Every Monday our authors provide a round-up of some of the most recently published peer reviewed articles from the field. We don’t cover everything, or even what’s most important – just a few papers that have interested the author. Visit our Resources page for links to more journals or follow the HealthEconBot. If you’d like to write one of our weekly journal round-ups, get in touch.
Redistribution and redesign in health care: an ebbing tide in England versus growing concerns in the United States. Health Economics [PubMed] Published 4th May 2017
Health Economics included an editorial that will be of interest to a wider readership. It focusses on the similarities and differences between the US and the UK’s health care systems, particularly in terms of (re)design, redistribution, and the challenges facing each. The UK system is characterised by a preference for collectivism in funding and access, and in the US, a pluralism of funding. In both countries, groups seek to reverse their existing approach (the grass is always greener). The editorial outlines recent changes in healthcare design, notably, the impact of the affordable care act (ACA). The main focus of the editorial is twofold: i) a discussion of the efforts in England to limit public spending whilst increasing hospital sector efficiency, ii) discussion of the US’s attempt to reduce the growth in the role of government in financing and delivering healthcare. In respect to the UK, the diagnosis is worrying yet unsurprising: chronic underfunding combined with a plethora of unevidenced reform proposals has left the NHS on a knife-edge; the prognosis is that it is uncertain whether the NHS will survive the next few years. In the US, the picture is more complex and the paper discussed possible repeal components of the ACA. A key point of the discussion relates to the assumption that US healthcare is much more expensive than any OECD country due to American’s using too much medical care. In fact as the authors note, the evidence points to the contrary, and the high expenditure is due to a myriad of factors including high wages, high drug prices, and a system which requires many more lawyers, administrators and consultants. The paper discusses various nuances with both systems in the current political context and is well worth reading for a quick overview of some the key issues facing both countries.
Statistical alchemy: conceptual validity and mapping to generate health state utility values. Pharmacoeconomics – Open Published 15th May 2017
With a passing interest in mapping and counting myself as a bit of a mapping skeptic, this paper discussing mapping in terms of ‘statistical alchemy’ obviously caught my eye. As most will know, mapping is a frequently used technique to obtain utility estimates by predicting utility values from data collected using other measures. The focus of the paper is ‘conceptual validity’: ‘the degree to which the content of two different instruments reflect one another when used for mapping’. There were three aims i) explain the idea of conceptual validity in relation to mapping, ii) consider the implications of poor conceptual validity when mapping for decision making in the context of resource allocation, and iii) provide suggestions to improve conceptual validity. The paper successfully achieves the first goal with an exposition of the (many) issues with mapping in relation to conceptual validity. The paper highlights that poor conceptual validity will result in systematic biases in the preferences for health when mapped estimates are used. This is aptly demonstrated through an example using a multiple sclerosis measure, and the EQ-5D. A number of ways for improving the conceptual validity are also presented, these include: i) response mapping, ii) assessment of ‘conceptual decision validity’ (which draws upon face, construct and criterion validity) to determine whether there is a prima facie case that a mapping function may lead to a valid decision, and iii) the need to examine ‘what is lost’ should mapping be used. I found it to be a thoughtful paper, and echoed some of my concerns with existing mapping functions. For those interested in conducting a mapping exercise this is an essential read as an introduction to some of the pitfalls you will encounter.

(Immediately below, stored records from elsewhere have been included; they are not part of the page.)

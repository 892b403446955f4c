//! This module defines the two element precisions the harness runs with, the
//! `Element` trait that lets the pipeline be written once for both, and the
//! precision-tagged buffers exchanged with a compression backend.

use bytemuck::Pod;
use num_traits::Float;
use serde::{Deserialize, Serialize};
use std::fmt;
use std::str::FromStr;

use crate::error::VerifyError;

/// The floating-point width used for the entire run.
#[derive(Serialize, Deserialize, Debug, Clone, Copy, PartialEq, Eq, Hash)]
#[serde(rename_all = "snake_case")]
pub enum Precision {
    Single,
    Double,
}

impl Precision {
    pub fn element_size(&self) -> usize {
        match self {
            Self::Single => std::mem::size_of::<f32>(),
            Self::Double => std::mem::size_of::<f64>(),
        }
    }

    /// Stable tag used by the payload format.
    pub(crate) fn tag(&self) -> u8 {
        match self {
            Self::Single => 0,
            Self::Double => 1,
        }
    }

    pub(crate) fn from_tag(tag: u8) -> Option<Self> {
        match tag {
            0 => Some(Self::Single),
            1 => Some(Self::Double),
            _ => None,
        }
    }
}

/// Parses the command-line spelling: `s` or `d`.
impl FromStr for Precision {
    type Err = VerifyError;

    fn from_str(s: &str) -> Result<Self, Self::Err> {
        match s {
            "s" => Ok(Self::Single),
            "d" => Ok(Self::Double),
            other => Err(VerifyError::InvalidArgument {
                name: "precision",
                value: other.to_string(),
            }),
        }
    }
}

impl fmt::Display for Precision {
    fn fmt(&self, f: &mut fmt::Formatter<'_>) -> fmt::Result {
        match self {
            Self::Single => write!(f, "single precision"),
            Self::Double => write!(f, "double precision"),
        }
    }
}

//==================================================================================
// Precision-tagged buffers
//==================================================================================

/// A borrowed, precision-tagged view of an element buffer.
#[derive(Debug, Clone, Copy)]
pub enum BufferRef<'a> {
    F32(&'a [f32]),
    F64(&'a [f64]),
}

impl BufferRef<'_> {
    pub fn precision(&self) -> Precision {
        match self {
            Self::F32(_) => Precision::Single,
            Self::F64(_) => Precision::Double,
        }
    }

    pub fn len(&self) -> usize {
        match self {
            Self::F32(d) => d.len(),
            Self::F64(d) => d.len(),
        }
    }

    pub fn is_empty(&self) -> bool {
        self.len() == 0
    }
}

/// An owned, precision-tagged element buffer, as returned by decompression.
#[derive(Debug, Clone, PartialEq)]
pub enum Buffer {
    F32(Vec<f32>),
    F64(Vec<f64>),
}

impl Buffer {
    pub fn precision(&self) -> Precision {
        match self {
            Self::F32(_) => Precision::Single,
            Self::F64(_) => Precision::Double,
        }
    }

    pub fn len(&self) -> usize {
        match self {
            Self::F32(d) => d.len(),
            Self::F64(d) => d.len(),
        }
    }

    pub fn is_empty(&self) -> bool {
        self.len() == 0
    }
}

//==================================================================================
// The Element trait
//==================================================================================

/// A floating-point element type the pipeline can be instantiated with.
///
/// All norm, error, and tolerance arithmetic is carried out in `Self`, so an
/// `f32` run accumulates in single precision exactly like the legacy tool.
pub trait Element:
    Float + Pod + Send + Sync + fmt::Debug + fmt::Display + fmt::LowerExp + 'static
{
    const PRECISION: Precision;

    /// Rounds an `f64` parameter (tolerance, `s`, a reconstructed value) into `Self`.
    fn cast_from(value: f64) -> Self;

    /// Widens to `f64` for reporting.
    fn widen(self) -> f64;

    fn as_buffer_ref(data: &[Self]) -> BufferRef<'_>;

    fn from_buffer_ref(buffer: BufferRef<'_>) -> Option<&[Self]>;

    fn into_buffer(data: Vec<Self>) -> Buffer;

    /// Unwraps an owned buffer, failing if its precision differs from `Self`.
    fn from_buffer(buffer: Buffer) -> Result<Vec<Self>, VerifyError>;
}

impl Element for f32 {
    const PRECISION: Precision = Precision::Single;

    fn cast_from(value: f64) -> Self {
        value as f32
    }

    fn widen(self) -> f64 {
        self as f64
    }

    fn as_buffer_ref(data: &[Self]) -> BufferRef<'_> {
        BufferRef::F32(data)
    }

    fn from_buffer_ref(buffer: BufferRef<'_>) -> Option<&[Self]> {
        match buffer {
            BufferRef::F32(d) => Some(d),
            BufferRef::F64(_) => None,
        }
    }

    fn into_buffer(data: Vec<Self>) -> Buffer {
        Buffer::F32(data)
    }

    fn from_buffer(buffer: Buffer) -> Result<Vec<Self>, VerifyError> {
        match buffer {
            Buffer::F32(d) => Ok(d),
            Buffer::F64(_) => Err(VerifyError::Backend(
                "expected a single precision buffer, got double precision".to_string(),
            )),
        }
    }
}

impl Element for f64 {
    const PRECISION: Precision = Precision::Double;

    fn cast_from(value: f64) -> Self {
        value
    }

    fn widen(self) -> f64 {
        self
    }

    fn as_buffer_ref(data: &[Self]) -> BufferRef<'_> {
        BufferRef::F64(data)
    }

    fn from_buffer_ref(buffer: BufferRef<'_>) -> Option<&[Self]> {
        match buffer {
            BufferRef::F64(d) => Some(d),
            BufferRef::F32(_) => None,
        }
    }

    fn into_buffer(data: Vec<Self>) -> Buffer {
        Buffer::F64(data)
    }

    fn from_buffer(buffer: Buffer) -> Result<Vec<Self>, VerifyError> {
        match buffer {
            Buffer::F64(d) => Ok(d),
            Buffer::F32(_) => Err(VerifyError::Backend(
                "expected a double precision buffer, got single precision".to_string(),
            )),
        }
    }
}

#[cfg(test)]
mod tests {
    use super::*;

    #[test]
    fn test_precision_parsing() {
        assert_eq!("s".parse::<Precision>().unwrap(), Precision::Single);
        assert_eq!("d".parse::<Precision>().unwrap(), Precision::Double);
        assert!("f".parse::<Precision>().is_err());
        assert_eq!(Precision::Double.element_size(), 8);
    }

    #[test]
    fn test_buffer_precision_mismatch_is_rejected() {
        let buffer = Buffer::F64(vec![1.0, 2.0]);
        assert!(f32::from_buffer(buffer.clone()).is_err());
        assert_eq!(f64::from_buffer(buffer).unwrap(), vec![1.0, 2.0]);
    }

    #[test]
    fn test_buffer_ref_roundtrip_through_element() {
        let data = [1.5f32, -2.0];
        let view = f32::as_buffer_ref(&data);
        assert_eq!(view.precision(), Precision::Single);
        assert_eq!(f32::from_buffer_ref(view), Some(&data[..]));
        assert_eq!(f64::from_buffer_ref(view), None);
    }
}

Is there additional value attached to health gains at the end of life? A revisit. Health Economics Published 1st June 2017
Following NICE’s (2009) guidance for the acceptability of higher cost-per-QALY thresholds for life extending treatments, the past eight years has seen an increase in research examining whether the general public actually have an appetite for this. That is, do the general public have a preference for an end of life premium? Many studies have sought to answer this, with mixed results. All previous attempts however, have tackled this issue from an ex-post perspective: respondents are asked to choose between providing treatment after the diagnosis when they face a shorter life expectancy without treatment. The issue highlighted in this paper is that by presenting life expectancy as certain and salient (e.g. 2 years, or 10 years), it may be interpreted as a life sentence regardless of length. This paper goes down an alternative route by adopting an ex-ante insurance approach. Additionally a new comparator is used, end of life treatment is compared with a preventative treatment that offers life extension with the same expected health gain. It also explores whether preferences depend on recipient age. The paper found that preventative treatments were prioritised over end of life treatments, and thus a dearth of justification for the end of life premium exists. This is another addition to the mixed literature regarding preferences for end of life treatments. The paper does have its limitations which it readily admits. It is however another useful addition this tricky research area.